The project's empirical findings and conceptual developments yielded significant contributions to two research areas, with results featured in leading academic venues.

a) In labour studies, algorithmic management has typically been equated with automated surveillance of the workplace – scientific management on steroids. But such a viewpoint tends to overlook that algorithms are closely linked to the changing topology of organisation. Rather than an exercise seeking to coordinate oppositions within organisations – between labour and capital, for example, or between various departments, levels, or teams – algorithmic management turns to and envelops the outside world. The latter is no longer presented as a stimulus to which the organization is expected to adapt, but as an addressee that can be co-opted, mobilised and hence organised. The principles animating algorithmic management have been further explored in a publication for Organization Theory, co-authored with David Stark.

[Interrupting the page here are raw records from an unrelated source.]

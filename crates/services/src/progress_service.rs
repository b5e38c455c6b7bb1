use std::sync::Arc;

use lingo_core::model::{AccountId, Catalog, LessonId, Percent};
use lingo_core::unlock;
use storage::Storage;
use storage::records::ProgressMap;

use crate::error::ProgressStoreError;
use crate::events::{ChangeEvent, ChangeNotifier};

/// Per-account lesson progress and unlock state.
///
/// Reads fail closed: on any persistence problem they log and return the
/// defaults (zero progress, only the first lesson unlocked). Writes
/// surface a typed error the caller may ignore.
#[derive(Clone)]
pub struct ProgressService {
    storage: Storage,
    catalog: Arc<Catalog>,
    notifier: ChangeNotifier,
}

impl ProgressService {
    #[must_use]
    pub fn new(storage: Storage, catalog: Arc<Catalog>, notifier: ChangeNotifier) -> Self {
        Self {
            storage,
            catalog,
            notifier,
        }
    }

    #[must_use]
    pub fn catalog(&self) -> &Catalog {
        &self.catalog
    }

    /// Stores a quiz result and unlocks the successor lesson when the
    /// score passes the threshold.
    ///
    /// The latest score always replaces the stored one, even when lower
    /// (kept as observed in production pending a product decision on
    /// best-score retention). Unlock flags are only ever added, so a
    /// retake can never re-lock a lesson.
    ///
    /// # Errors
    ///
    /// Returns `ProgressStoreError` if persistence fails.
    pub async fn record_quiz_result(
        &self,
        account_id: &AccountId,
        lesson_id: &LessonId,
        score: Percent,
    ) -> Result<(), ProgressStoreError> {
        let mut progress = self
            .storage
            .load_progress(account_id)
            .await?
            .unwrap_or_default();
        progress.insert(lesson_id.clone(), score);
        self.storage.save_progress(account_id, &progress).await?;

        if let Some(next) = unlock::next_unlock(&self.catalog, lesson_id, score) {
            let mut unlocked = self
                .storage
                .load_unlocked(account_id)
                .await?
                .unwrap_or_default();
            unlocked.insert(next, true);
            self.storage.save_unlocked(account_id, &unlocked).await?;
        }

        self.notifier.notify(ChangeEvent::Progress(*account_id));
        Ok(())
    }

    /// Latest recorded percentage for a lesson; zero when absent.
    pub async fn progress(&self, account_id: &AccountId, lesson_id: &LessonId) -> Percent {
        self.all_progress(account_id)
            .await
            .get(lesson_id)
            .copied()
            .unwrap_or(Percent::ZERO)
    }

    /// The full progress map for an account; empty when absent.
    pub async fn all_progress(&self, account_id: &AccountId) -> ProgressMap {
        match self.storage.load_progress(account_id).await {
            Ok(progress) => progress.unwrap_or_default(),
            Err(err) => {
                tracing::warn!(error = %err, %account_id, "progress read failed; returning empty");
                ProgressMap::default()
            }
        }
    }

    /// Whether a lesson is accessible for this account.
    ///
    /// The lowest-level lesson is always accessible, stored state or not.
    pub async fn is_unlocked(&self, account_id: &AccountId, lesson_id: &LessonId) -> bool {
        if self.catalog.first().id() == lesson_id {
            return true;
        }

        match self.storage.load_unlocked(account_id).await {
            Ok(unlocked) => unlocked
                .unwrap_or_default()
                .get(lesson_id)
                .copied()
                .unwrap_or(false),
            Err(err) => {
                tracing::warn!(error = %err, %account_id, "unlock read failed; treating as locked");
                false
            }
        }
    }

    /// Deletes both of the account's records, reverting it to a fresh
    /// state (only the first lesson accessible). The account itself is
    /// untouched.
    ///
    /// # Errors
    ///
    /// Returns `ProgressStoreError` if persistence fails.
    pub async fn reset_progress(&self, account_id: &AccountId) -> Result<(), ProgressStoreError> {
        self.storage.remove_account_data(account_id).await?;
        self.notifier.notify(ChangeEvent::Progress(*account_id));
        Ok(())
    }

    /// Adopts progress written by installs that predate per-account
    /// namespacing.
    ///
    /// Each global record is copied only when the account has no
    /// namespaced record for it yet; the globals are deleted afterwards
    /// either way, which makes a second call a no-op. Safe to run on
    /// every session start.
    ///
    /// # Errors
    ///
    /// Returns `ProgressStoreError` if persistence fails.
    pub async fn migrate_legacy_data(
        &self,
        account_id: &AccountId,
    ) -> Result<(), ProgressStoreError> {
        let legacy_progress = self.storage.load_legacy_progress().await?;
        let legacy_unlocked = self.storage.load_legacy_unlocked().await?;
        if legacy_progress.is_none() && legacy_unlocked.is_none() {
            return Ok(());
        }

        if let Some(progress) = legacy_progress {
            if self.storage.load_progress(account_id).await?.is_none() {
                self.storage.save_progress(account_id, &progress).await?;
            }
        }
        if let Some(unlocked) = legacy_unlocked {
            if self.storage.load_unlocked(account_id).await?.is_none() {
                self.storage.save_unlocked(account_id, &unlocked).await?;
            }
        }

        self.storage.remove_legacy_data().await?;
        tracing::info!(%account_id, "migrated pre-namespacing progress records");
        self.notifier.notify(ChangeEvent::Progress(*account_id));
        Ok(())
    }
}

#[cfg(test)]
mod tests {
    use super::*;
    use lingo_core::model::Lesson;

    fn catalog() -> Arc<Catalog> {
        Arc::new(
            Catalog::new(vec![
                Lesson::new(LessonId::new("greetings"), "Greetings", None, 1).unwrap(),
                Lesson::new(LessonId::new("numbers"), "Numbers", None, 2).unwrap(),
                Lesson::new(LessonId::new("sentences"), "Basic Sentences", None, 3).unwrap(),
            ])
            .unwrap(),
        )
    }

    fn service() -> ProgressService {
        ProgressService::new(Storage::in_memory(), catalog(), ChangeNotifier::new())
    }

    fn pct(value: u8) -> Percent {
        Percent::new(value).unwrap()
    }

    #[tokio::test]
    async fn fresh_account_has_only_first_lesson_unlocked() {
        let service = service();
        let id = AccountId::generate();

        assert!(service.is_unlocked(&id, &LessonId::new("greetings")).await);
        assert!(!service.is_unlocked(&id, &LessonId::new("numbers")).await);
        assert!(!service.is_unlocked(&id, &LessonId::new("sentences")).await);
        assert_eq!(
            service.progress(&id, &LessonId::new("greetings")).await,
            Percent::ZERO
        );
        assert!(service.all_progress(&id).await.is_empty());
    }

    #[tokio::test]
    async fn passing_score_unlocks_the_next_lesson() {
        let service = service();
        let id = AccountId::generate();

        service
            .record_quiz_result(&id, &LessonId::new("greetings"), pct(85))
            .await
            .unwrap();

        assert_eq!(
            service.progress(&id, &LessonId::new("greetings")).await,
            pct(85)
        );
        assert!(service.is_unlocked(&id, &LessonId::new("numbers")).await);
        // only the immediate successor opens
        assert!(!service.is_unlocked(&id, &LessonId::new("sentences")).await);
    }

    #[tokio::test]
    async fn failing_score_records_but_unlocks_nothing() {
        let service = service();
        let id = AccountId::generate();

        service
            .record_quiz_result(&id, &LessonId::new("greetings"), pct(69))
            .await
            .unwrap();

        assert_eq!(
            service.progress(&id, &LessonId::new("greetings")).await,
            pct(69)
        );
        assert!(!service.is_unlocked(&id, &LessonId::new("numbers")).await);
    }

    #[tokio::test]
    async fn retake_with_lower_score_keeps_unlock() {
        let service = service();
        let id = AccountId::generate();
        let greetings = LessonId::new("greetings");

        service
            .record_quiz_result(&id, &greetings, pct(85))
            .await
            .unwrap();
        assert!(service.is_unlocked(&id, &LessonId::new("numbers")).await);

        service
            .record_quiz_result(&id, &greetings, pct(40))
            .await
            .unwrap();

        // last write wins for the score
        assert_eq!(service.progress(&id, &greetings).await, pct(40));
        // but the unlock never rolls back
        assert!(service.is_unlocked(&id, &LessonId::new("numbers")).await);
    }

    #[tokio::test]
    async fn recording_the_same_score_twice_changes_nothing() {
        let service = service();
        let id = AccountId::generate();
        let greetings = LessonId::new("greetings");

        service
            .record_quiz_result(&id, &greetings, pct(70))
            .await
            .unwrap();
        let first = service.all_progress(&id).await;

        service
            .record_quiz_result(&id, &greetings, pct(70))
            .await
            .unwrap();
        assert_eq!(service.all_progress(&id).await, first);
        assert!(service.is_unlocked(&id, &LessonId::new("numbers")).await);
    }

    #[tokio::test]
    async fn last_lesson_pass_is_a_quiet_no_op() {
        let service = service();
        let id = AccountId::generate();

        service
            .record_quiz_result(&id, &LessonId::new("sentences"), pct(100))
            .await
            .unwrap();
        assert_eq!(
            service.progress(&id, &LessonId::new("sentences")).await,
            pct(100)
        );
    }

    #[tokio::test]
    async fn unknown_lesson_score_is_stored_without_unlocking() {
        let service = service();
        let id = AccountId::generate();
        let mystery = LessonId::new("mystery");

        service
            .record_quiz_result(&id, &mystery, pct(100))
            .await
            .unwrap();

        assert_eq!(service.progress(&id, &mystery).await, pct(100));
        assert!(!service.is_unlocked(&id, &LessonId::new("numbers")).await);
        assert!(!service.is_unlocked(&id, &mystery).await);
    }

    #[tokio::test]
    async fn reset_progress_reverts_to_fresh_state() {
        let service = service();
        let id = AccountId::generate();

        service
            .record_quiz_result(&id, &LessonId::new("greetings"), pct(85))
            .await
            .unwrap();
        service.reset_progress(&id).await.unwrap();

        assert!(service.all_progress(&id).await.is_empty());
        assert!(service.is_unlocked(&id, &LessonId::new("greetings")).await);
        assert!(!service.is_unlocked(&id, &LessonId::new("numbers")).await);
    }

    #[tokio::test]
    async fn progress_is_scoped_per_account() {
        let service = service();
        let alice = AccountId::generate();
        let bob = AccountId::generate();

        service
            .record_quiz_result(&alice, &LessonId::new("greetings"), pct(85))
            .await
            .unwrap();

        assert!(service.is_unlocked(&alice, &LessonId::new("numbers")).await);
        assert!(!service.is_unlocked(&bob, &LessonId::new("numbers")).await);
        assert_eq!(
            service.progress(&bob, &LessonId::new("greetings")).await,
            Percent::ZERO
        );
    }
}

b) Many educational researchers have criticized the growing use of learning platforms, viewing this trend as a mechanization of education. By accepting technology as functionally equivalent if not superior to the human judgement of professional teachers, their warning sounds, our digital tools run the risk of subjugating rather than serving us. Rather than repeat this popular trope of the sorcerer's apprentice, the project has focused on platformisation as an internal reorganization of education. A first theorisation has been published in The Oxford Handbook of Education and Globalization. Other articles, focusing on the engineers behind the machines and the reconfiguration of the teaching profession are currently under review.

In doing so, MORPHOGENESIS achieved its objectives of 1) developing a framework to understand the distinctive organisational shape of digital learning platforms and 2) analyzing how these platforms reshape the classroom by producing original data on these topics.